Iran, de nos jours. La vie de Mina (Maryam Moghadam) change radicalement lorsque son mari est condamné à mort et exécuté. Elle se retrouve seule avec sa fille Bita (Avin Poor Raoufi) à élever.
Un an plus tard, elle est convoquée par les autorités qui lui apprennent que son mari était en réalité innocent. Alors qu’elle souhaite faire payer les responsables pour cette terrible erreur judiciaire, Reza (Alireza Sani Far), un homme mystérieux, vient frapper à sa porte. Il prétend être un ami du défunt et avoir une dette envers lui.
En difficulté, Mina accepte l’aide de Reza qui rembourse sa dette et propose à la veuve de l’aider à trouver un logement plus confortable. Mais la générosité de l’homme providentiel cache un secret inavouable.
Peine capitale
Pour ce drame réalisé en duo, Behtash Sanaeeha et Maryam Moghadam se sont inspirés de personnes de leurs entourages. Le film est d’ailleurs dédié à Mina, la mère de la co-réalisatrice Maryam qui incarne à l’écran la courageuse veuve. L’insupportable erreur judiciaire est traitée de façon très intime en se focalisant sur la tentative de reconstruction de la veuve après le drame.

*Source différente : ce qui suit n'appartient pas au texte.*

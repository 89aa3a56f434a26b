use migrabase_filter::qb::{q, Arg, Query};
use migrabase_filter::{args, cel, compile};
use proptest::prelude::*;

// Strategy: a condition with `n` placeholders and `n` integer arguments
fn arb_part() -> impl Strategy<Value = (String, Vec<i64>)> {
    prop::collection::vec(any::<i64>(), 0..4).prop_map(|values| {
        let text = (0..values.len())
            .map(|i| format!("c{} = ?", i))
            .collect::<Vec<_>>()
            .join(" AND ");
        let text = if text.is_empty() { "TRUE".to_string() } else { text };
        (text, values)
    })
}

fn build(parts: &[(String, Vec<i64>)], nest_every: usize) -> Query {
    let mut query = Query::new();
    for (i, (text, values)) in parts.iter().enumerate() {
        let part_args: Vec<Arg> = values.iter().map(|v| Arg::from(*v)).collect();
        if nest_every > 0 && i % nest_every == 0 {
            let inner = q(text.clone(), part_args);
            query.and("(?)", args![inner]);
        } else {
            query.and(text.clone(), part_args);
        }
    }
    query
}

/// Placeholder numbers in the rendered text, in order of appearance.
fn placeholder_numbers(sql: &str) -> Vec<usize> {
    let mut numbers = Vec::new();
    let mut chars = sql.chars().peekable();
    while let Some(c) = chars.next() {
        if c != '$' {
            continue;
        }
        let mut digits = String::new();
        while let Some(d) = chars.peek().filter(|d| d.is_ascii_digit()) {
            digits.push(*d);
            chars.next();
        }
        numbers.push(digits.parse().unwrap());
    }
    numbers
}

proptest! {
    /// Property: `$n` placeholders are numbered 1..=len(args) in order
    #[test]
    fn prop_placeholders_match_arguments(
        parts in prop::collection::vec(arb_part(), 0..8),
        nest_every in 0usize..3,
    ) {
        let query = build(&parts, nest_every);
        let (sql, values) = query.to_sql().unwrap();

        let expected: Vec<i64> = parts.iter().flat_map(|(_, v)| v.iter().copied()).collect();
        prop_assert_eq!(values.len(), expected.len());
        prop_assert_eq!(placeholder_numbers(&sql), (1..=expected.len()).collect::<Vec<_>>());
    }

    /// Property: dropping an argument is always reported, never rendered
    #[test]
    fn prop_missing_argument_is_an_error(extra in 1usize..4) {
        let text = vec!["x = ?"; extra + 1].join(" OR ");
        let part_args: Vec<Arg> = (0..extra as i64).map(Arg::from).collect();
        prop_assert!(q(text, part_args).to_sql().is_err());
    }

    /// Property: the parser returns an error instead of panicking on arbitrary text
    #[test]
    fn prop_parser_never_panics(input in "\\PC{0,64}") {
        let _ = cel::parse(&input);
    }

    /// Property: escaped LIKE patterns contain no bare wildcards
    #[test]
    fn prop_like_pattern_escapes(input in "[a-zA-Z0-9%_\\\\]{1,24}") {
        let pattern = compile::like_pattern(&input);
        let inner = &pattern[1..pattern.len() - 1];
        let mut chars = inner.chars();
        while let Some(c) = chars.next() {
            if c == '\\' {
                let escaped = chars.next();
                prop_assert!(matches!(escaped, Some('%') | Some('_') | Some('\\')));
            } else {
                prop_assert!(c != '%' && c != '_');
            }
        }
    }
}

Habile, Le pardon ne s’alourdit pas sur l’horreur de l’exécution ni la révélation de l’effroyable erreur. Les deux cinéastes sont intéressés par la vie d’après un tel drame et la possibilité ou non de pardonner les responsables d’une telle erreur.
Cette interrogation ne fait que renforcer le parti pris du film sur la peine de mort, sentence irrémédiable en cas de méprise. Les difficultés de Maryam après la mort de son mari sont également l’occasion d’une critique acerbe de la société iranienne.
Mère isolée
En filigrane du sujet de la peine de mort, Le pardon dresse le portrait d’une société inégalitaire envers les femmes, d’autant plus lorsqu’elles se retrouvent seules. Alors qu’elle menait une vie paisible, Mina est confrontée du jour au lendemain aux problèmes financiers et à une bureaucratie incompétente et inhumaine.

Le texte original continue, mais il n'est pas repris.